Why the stigma is toxic and needs to be put to an end
When you think of the phrase ‘mentally ill’ what do you think of? Someone talking to themselves like a ‘crazy person’? Someone in a straitjacket in an isolated room? Someone foaming at the mouth? These are all examples of the way those with mental illness have been depicted by the media for years. In reality, most people who experience the symptoms of mental illness and mental health-related disorders are just normal people walking among us.
Mental health is just as important, if not more important than physical health, and should be treated as such.
Due to the negative stigma surrounding mental health issues, it can sometimes make it difficult for individuals suffering to get the help they need. The negative stigma provoked by the media has often-times instilled a fear in these individuals that they may look like a ‘crazy person’ or a appear weak by asking for help. The stigma has, in turn, taught those who do not experience bad mental health to fear those who do and to not support them because they are ‘crazy’ and differ from what society considers the norm.
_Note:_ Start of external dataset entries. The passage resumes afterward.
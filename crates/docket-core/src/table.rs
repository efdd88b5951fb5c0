//! Row model for court-record tables
//!
//! A [`RecordTable`] keeps every field exactly as it was read, plus a column
//! type inferred over the whole column. Cleaning rules look at fields through
//! [`CellValue`], the typed view, so a numeric column handed to a text rule is
//! detected instead of being silently stringified.

use serde::{Deserialize, Serialize};

/// Raw texts treated as a missing value when no configuration says otherwise
pub const DEFAULT_MISSING_MARKERS: &[&str] = &[
    "", "NULL", "null", "NA", "N/A", "n/a", "NaN", "nan", "None", "#N/A", "<NA>",
];

/// Inferred column data type
#[derive(Debug, Clone, Copy, PartialEq, Eq, Serialize, Deserialize)]
pub enum ColumnType {
    Int64,
    Float64,
    Bool,
    String,
}

/// Typed view of a single field
#[derive(Debug, Clone, Copy, PartialEq)]
pub enum CellValue<'a> {
    Missing,
    Text(&'a str),
    Integer(i64),
    Float(f64),
    Bool(bool),
}

impl<'a> CellValue<'a> {
    /// Short name of the value kind, used in error messages
    pub fn kind_name(&self) -> &'static str {
        match self {
            CellValue::Missing => "missing",
            CellValue::Text(_) => "text",
            CellValue::Integer(_) => "integer",
            CellValue::Float(_) => "float",
            CellValue::Bool(_) => "boolean",
        }
    }

    pub fn is_missing(&self) -> bool {
        matches!(self, CellValue::Missing)
    }
}

/// One row of the source table, all fields as raw text
#[derive(Debug, Clone, PartialEq, Eq, Hash)]
pub struct Record {
    fields: Vec<String>,
}

impl Record {
    pub fn new(fields: Vec<String>) -> Self {
        Self { fields }
    }

    pub fn fields(&self) -> &[String] {
        &self.fields
    }

    pub fn get(&self, index: usize) -> Option<&str> {
        self.fields.get(index).map(|s| s.as_str())
    }
}

/// A table of records with a header and per-column types
#[derive(Debug, Clone)]
pub struct RecordTable {
    headers: Vec<String>,
    rows: Vec<Record>,
    column_types: Vec<ColumnType>,
    missing_markers: Vec<String>,
}

impl RecordTable {
    /// Build a table using the default missing markers
    pub fn new(headers: Vec<String>, rows: Vec<Record>) -> Self {
        let markers = DEFAULT_MISSING_MARKERS.iter().map(|s| s.to_string()).collect();
        Self::with_missing_markers(headers, rows, markers)
    }

    /// Build a table, treating any field equal to one of `missing_markers` as missing
    ///
    /// Short rows are padded with empty fields and long rows truncated so that
    /// every record has exactly one field per header.
    pub fn with_missing_markers(
        headers: Vec<String>,
        rows: Vec<Record>,
        missing_markers: Vec<String>,
    ) -> Self {
        let width = headers.len();
        let rows: Vec<Record> = rows
            .into_iter()
            .map(|mut record| {
                record.fields.resize(width, String::new());
                record
            })
            .collect();

        let column_types = (0..width)
            .map(|col| {
                let values: Vec<&str> = rows
                    .iter()
                    .map(|r| r.fields[col].as_str())
                    .filter(|v| !missing_markers.iter().any(|m| m == v))
                    .collect();
                infer_type(&values)
            })
            .collect();

        Self {
            headers,
            rows,
            column_types,
            missing_markers,
        }
    }

    pub fn headers(&self) -> &[String] {
        &self.headers
    }

    /// Get column index by name
    pub fn column_index(&self, name: &str) -> Option<usize> {
        self.headers.iter().position(|h| h == name)
    }

    pub fn column_type(&self, index: usize) -> Option<ColumnType> {
        self.column_types.get(index).copied()
    }

    pub fn rows(&self) -> &[Record] {
        &self.rows
    }

    pub fn len(&self) -> usize {
        self.rows.len()
    }

    pub fn is_empty(&self) -> bool {
        self.rows.is_empty()
    }

    /// Typed view of one field
    ///
    /// Panics if `row` or `col` is out of range.
    pub fn cell(&self, row: usize, col: usize) -> CellValue<'_> {
        let raw = self.rows[row].fields[col].as_str();
        if self.is_missing_marker(raw) {
            return CellValue::Missing;
        }
        match self.column_types[col] {
            ColumnType::Int64 => raw
                .trim()
                .parse()
                .map(CellValue::Integer)
                .unwrap_or(CellValue::Text(raw)),
            ColumnType::Float64 => raw
                .trim()
                .parse()
                .map(CellValue::Float)
                .unwrap_or(CellValue::Text(raw)),
            ColumnType::Bool => CellValue::Bool(raw.trim().eq_ignore_ascii_case("true")),
            ColumnType::String => CellValue::Text(raw),
        }
    }

    fn is_missing_marker(&self, raw: &str) -> bool {
        self.missing_markers.iter().any(|m| m == raw)
    }

    pub(crate) fn rows_mut(&mut self) -> &mut Vec<Record> {
        &mut self.rows
    }
}

/// Infer column type from its non-missing values
fn infer_type(values: &[&str]) -> ColumnType {
    if values.is_empty() {
        return ColumnType::String;
    }

    if values.iter().all(|s| s.trim().parse::<i64>().is_ok()) {
        return ColumnType::Int64;
    }

    if values.iter().all(|s| s.trim().parse::<f64>().is_ok()) {
        return ColumnType::Float64;
    }

    if values.iter().all(|s| {
        let s = s.trim();
        s.eq_ignore_ascii_case("true") || s.eq_ignore_ascii_case("false")
    }) {
        return ColumnType::Bool;
    }

    ColumnType::String
}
This fear and lack of support often puts the suffering individuals at a greater risk for social isolation, which can lead to increased rates of suicide. This creates a cycle of illness with no hope of escape. We need to end this cycle immediately.
Mental health is just as important, if not more important than physical health, and should be treated as such. It should not be ignored or criticized to the point where a condition can be worsened. Because in actuality the individuals who suffer from mental health disorders and the symptoms are not crazy, in fact, many can still function at normal to above normal capacity when receiving treatment.
They are not psycho killers or are they crazed lunatics as they are often seen on television, they are normal people, they are college students, they are loved ones, and strangers alike. There is no reason to see or treat them any differently. The stigma puts them at greater risk, and instead of shunning them we should be encouraging and supporting them to work on their mental health. So, check-in with yourself and with your friends, I promise you are not crazy, and should not be afraid to ask for help.